The Darkest Minds film review: dystopian young adult fantasy adds nothing new to the once-popular genre

Kung Fu Panda director fails to impress with this tale of children left with superpowers after surviving a deadly disease outbreak. Obvious plot details from the book have been overlooked and the filmmaking is generally below par

Kung Fu Panda director fails to impress with this tale of children left with superpowers after surviving a deadly disease outbreak. Obvious plot details from the book have been overlooked and the filmmaking is generally below par

2/5 stars

There’s been a slew of dystopian teen films following the success of The Hunger Games , and the latest, The Darkest Minds, doesn’t add anything worthwhile to the genre.

The film is based on the first part of Alexandra Bracken’s young adult novel trilogy. In it, a fatal disease kills most of the children in America, but leaves those who survive with superpowers like mind reading and the ability to manipulate their surroundings. A fearful government rounds up these kids and puts them in Nazi-style concentration camps.

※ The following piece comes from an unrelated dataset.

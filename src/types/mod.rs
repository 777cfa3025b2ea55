pub mod assessment;
pub mod mail;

Ten-year-old Ruby (Amandla Stenberg) is designated “Gold” – which means that she can enter the minds of others – and sent to a camp. Ruby is sprung by a group called the Children’s League, who claim to help the special kids, but a chance encounter with some renegade teens leads her to mistrust them. Ruby joins the renegades’ search for a fabled leader out to start a revolution of mind melding, psychokinetic youths, and falls in love on the way.

The big problem of the film can’t be avoided – Ruby’s powers make her extremely powerful, and she evidently knows how to use them from the start. So why doesn’t she just walk out of her prison? Her superpowers make the story redundant, as she doesn’t need help or protection. Bracken’s book revolves around Ruby struggling to learn to use her powers, and that’s been lost in the adaptation.

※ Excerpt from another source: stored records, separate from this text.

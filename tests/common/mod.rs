#![allow(dead_code)]

use async_trait::async_trait;
use axum::{
    Router,
    body::{Body, to_bytes},
    http::{Request, StatusCode},
};
use portfolio_api::PortfolioError;
use portfolio_api::crypto::{AesCbcCipher, SecretCache, SecretVault};
use portfolio_api::db::{ContentStore, SecretRecord};
use portfolio_api::google_oauth::OAuthCredentials;
use portfolio_api::service::{
    Catalog, MailDispatcher, MailProvider, MailSettings, RiskAssessor, RiskGate,
};
use portfolio_api::types::mail::OutgoingMail;
use portfolio_api::{PortfolioState, portfolio_router};
use secrecy::SecretString;
use serde_json::Value;
use std::sync::{Arc, Mutex};
use std::time::{SystemTime, UNIX_EPOCH};
use tower::ServiceExt;

pub const OWNER: &str = "owner@example.com";

pub fn cipher() -> AesCbcCipher {
    AesCbcCipher::new([0x11; 32], [0x22; 16])
}

/// Treats the client token as the score to return; `"broken"` fails like a bad upstream.
pub struct TokenIsScore;

#[async_trait]
impl RiskAssessor for TokenIsScore {
    async fn assess(&self, _api_key: &SecretString, token: &str) -> Result<f64, PortfolioError> {
        token
            .parse::<f64>()
            .map_err(|_| PortfolioError::RiskCheckFailed("no riskAnalysis.score".to_string()))
    }
}

#[derive(Default)]
pub struct RecordingMail {
    pub sent: Mutex<Vec<OutgoingMail>>,
}

#[async_trait]
impl MailProvider for RecordingMail {
    async fn access_token(&self, _creds: &OAuthCredentials) -> Result<SecretString, PortfolioError> {
        Ok(SecretString::from("access-token".to_string()))
    }

    async fn send(&self, _token: &SecretString, mail: &OutgoingMail) -> Result<(), PortfolioError> {
        self.sent.lock().unwrap().push(mail.clone());
        Ok(())
    }
}

pub struct TestApp {
    pub router: Router,
    pub store: ContentStore,
    pub mail: Arc<RecordingMail>,
}

pub async fn temp_store() -> ContentStore {
    let nanos = SystemTime::now()
        .duration_since(UNIX_EPOCH)
        .expect("system time before UNIX_EPOCH")
        .as_nanos();

    let mut temp_path = std::env::temp_dir();
    temp_path.push(format!(
        "portfolio-routes-{}-{}.sqlite",
        std::process::id(),
        nanos
    ));
    let database_url = format!("sqlite:{}", temp_path.display());
    ContentStore::connect(&database_url, 1)
        .await
        .expect("failed to open temp store")
}

pub async fn seal(store: &ContentStore, name: &str, plaintext: &str) {
    store
        .insert_secret(&SecretRecord {
            name: name.to_string(),
            ciphertext: cipher().encrypt(plaintext),
        })
        .await
        .expect("failed to store secret");
}

pub async fn seal_all(store: &ContentStore) {
    seal(store, "APIKey", "risk-api-key").await;
    seal(store, "ClientID", "client-id").await;
    seal(store, "ClientSecret", "client-secret").await;
    seal(store, "RefreshToken", "refresh-token").await;
}

pub async fn spawn_app(store: ContentStore, resume_split: bool) -> TestApp {
    let vault = Arc::new(SecretVault::new(
        Arc::new(store.clone()),
        Arc::new(cipher()),
        SecretCache::default(),
    ));
    let mail = Arc::new(RecordingMail::default());
    let gate = Arc::new(RiskGate::new(vault.clone(), Arc::new(TokenIsScore)));
    let mailer = Arc::new(MailDispatcher::new(
        vault,
        mail.clone(),
        MailSettings {
            owner_email: OWNER.to_string(),
            send_confirmation: true,
            confirmation_subject: "Confirmation".to_string(),
            confirmation_body: "Thanks for reaching out.".to_string(),
        },
    ));
    let state = PortfolioState::new(Catalog::new(store.clone()), gate, mailer, resume_split);
    TestApp {
        router: portfolio_router(state),
        store,
        mail,
    }
}

pub async fn exec(app: &TestApp, method: &str, uri: &str, body: Option<Value>) -> (StatusCode, Value) {
    let builder = Request::builder().method(method).uri(uri);
    let request = match body {
        Some(json) => builder
            .header("content-type", "application/json")
            .body(Body::from(json.to_string())),
        None => builder.body(Body::empty()),
    }
    .expect("failed to build request");

    let resp = app
        .router
        .clone()
        .oneshot(request)
        .await
        .expect("request failed");
    let status = resp.status();
    let bytes = to_bytes(resp.into_body(), usize::MAX)
        .await
        .expect("failed to read response body");
    let value = if bytes.is_empty() {
        Value::Null
    } else {
        serde_json::from_slice(&bytes).unwrap_or(Value::String(
            String::from_utf8_lossy(&bytes).into_owned(),
        ))
    };
    (status, value)
}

Mandy Moore (left) and Stenberg in a still from The Darkest Minds.
Mandy Moore (left) and Stenberg in a still from The Darkest Minds.

It’s unfortunate that the storyline is also sketchy, as it offers viewers a world of broad strokes that is simplistic and lacking in detail. Unusually for a studio picture, the basic elements of filmmaking – script, acting, editing and even the soundtrack choices – are below par in The Darkest Minds. The result is a film that lacks drive, and that makes it a slog to get to the end.

Director Jennifer Yuh Nelson previously directed the animated Kung Fu Panda 2 and 3, both of which brimmed with imagination. Hopefully her next live-action film will be better.